Stored data:
☆ ☆ ☆ ☆
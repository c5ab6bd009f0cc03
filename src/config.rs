// src/config.rs

//! Install area configuration
//!
//! A TOML file describing one install area:
//!
//! ```toml
//! siteroot = "/cvmfs/lhcb.cern.ch/lib"
//! repositories = ["https://example.org/repo/index.json"]
//! cache_dirs = ["/scratch/rpmcache"]
//! chained_databases = ["/cvmfs/shared/var/lib/sitepkg/packages.db"]
//! ignored_requirements = ["/bin/sh"]
//! hook_timeout_secs = 300
//!
//! [relocate]
//! "/opt/lcg" = "/lcg/releases"
//! ```
//!
//! Relative `db_path` and `tmp_dir` values are taken relative to `siteroot`.

use crate::db::paths::{default_db_path, default_tmp_dir};
use crate::error::{Error, Result};
use crate::filesystem::RelocationMap;
use serde::{Deserialize, Serialize};
use std::collections::BTreeMap;
use std::fs;
use std::path::{Path, PathBuf};
use std::time::Duration;
use tracing::debug;

/// Default hook timeout in seconds
pub const DEFAULT_HOOK_TIMEOUT_SECS: u64 = 300;

#[derive(Debug, Clone, PartialEq, Eq, Serialize, Deserialize)]
pub struct InstallAreaConfig {
    /// Root of the install area
    pub siteroot: PathBuf,

    #[serde(default, skip_serializing_if = "Option::is_none")]
    pub db_path: Option<PathBuf>,

    #[serde(default, skip_serializing_if = "Option::is_none")]
    pub tmp_dir: Option<PathBuf>,

    /// Read-only artifact caches, searched in order
    #[serde(default)]
    pub cache_dirs: Vec<PathBuf>,

    /// Archive prefix -> install area prefix
    #[serde(default)]
    pub relocate: BTreeMap<String, String>,

    /// Read-only package databases consulted after the local one
    #[serde(default)]
    pub chained_databases: Vec<PathBuf>,

    /// Repository index locations
    #[serde(default)]
    pub repositories: Vec<String>,

    /// Requirement names never resolved
    #[serde(default)]
    pub ignored_requirements: Vec<String>,

    #[serde(default = "default_hook_timeout")]
    pub hook_timeout_secs: u64,
}

fn default_hook_timeout() -> u64 {
    DEFAULT_HOOK_TIMEOUT_SECS
}

impl InstallAreaConfig {
    pub fn new(siteroot: impl Into<PathBuf>) -> Self {
        Self {
            siteroot: siteroot.into(),
            db_path: None,
            tmp_dir: None,
            cache_dirs: Vec::new(),
            relocate: BTreeMap::new(),
            chained_databases: Vec::new(),
            repositories: Vec::new(),
            ignored_requirements: Vec::new(),
            hook_timeout_secs: DEFAULT_HOOK_TIMEOUT_SECS,
        }
    }

    /// Per-user config file, `~/.config/sitepkg/config.toml`
    pub fn default_path() -> Option<PathBuf> {
        dirs::config_dir().map(|d| d.join("sitepkg").join("config.toml"))
    }

    pub fn load(path: &Path) -> Result<Self> {
        let content = fs::read_to_string(path).map_err(|e| {
            Error::ConfigError(format!("Cannot read {}: {}", path.display(), e))
        })?;
        debug!("Loading configuration from {}", path.display());
        Self::parse(&content)
    }

    pub fn parse(content: &str) -> Result<Self> {
        let config: Self = toml::from_str(content)?;
        config.validate()?;
        Ok(config)
    }

    pub fn validate(&self) -> Result<()> {
        if self.siteroot.as_os_str().is_empty() {
            return Err(Error::ConfigError("siteroot must not be empty".to_string()));
        }
        if self.hook_timeout_secs == 0 {
            return Err(Error::ConfigError(
                "hook_timeout_secs must be positive".to_string(),
            ));
        }
        self.relocation_map()?;
        Ok(())
    }

    fn under_root(&self, path: &Path) -> PathBuf {
        if path.is_absolute() {
            path.to_path_buf()
        } else {
            self.siteroot.join(path)
        }
    }

    pub fn db_path(&self) -> PathBuf {
        match self.db_path {
            Some(ref p) => self.under_root(p),
            None => default_db_path(&self.siteroot),
        }
    }

    pub fn tmp_dir(&self) -> PathBuf {
        match self.tmp_dir {
            Some(ref p) => self.under_root(p),
            None => default_tmp_dir(&self.siteroot),
        }
    }

    pub fn relocation_map(&self) -> Result<RelocationMap> {
        RelocationMap::from_map(&self.relocate)
    }

    pub fn hook_timeout(&self) -> Duration {
        Duration::from_secs(self.hook_timeout_secs)
    }
}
☆ ☆ ☆ ☆
**Problem to solve**: Show a copy of each line from the data that includes the word "InstallAreaConfig".

**Your response**:
pub struct InstallAreaConfig {
impl InstallAreaConfig {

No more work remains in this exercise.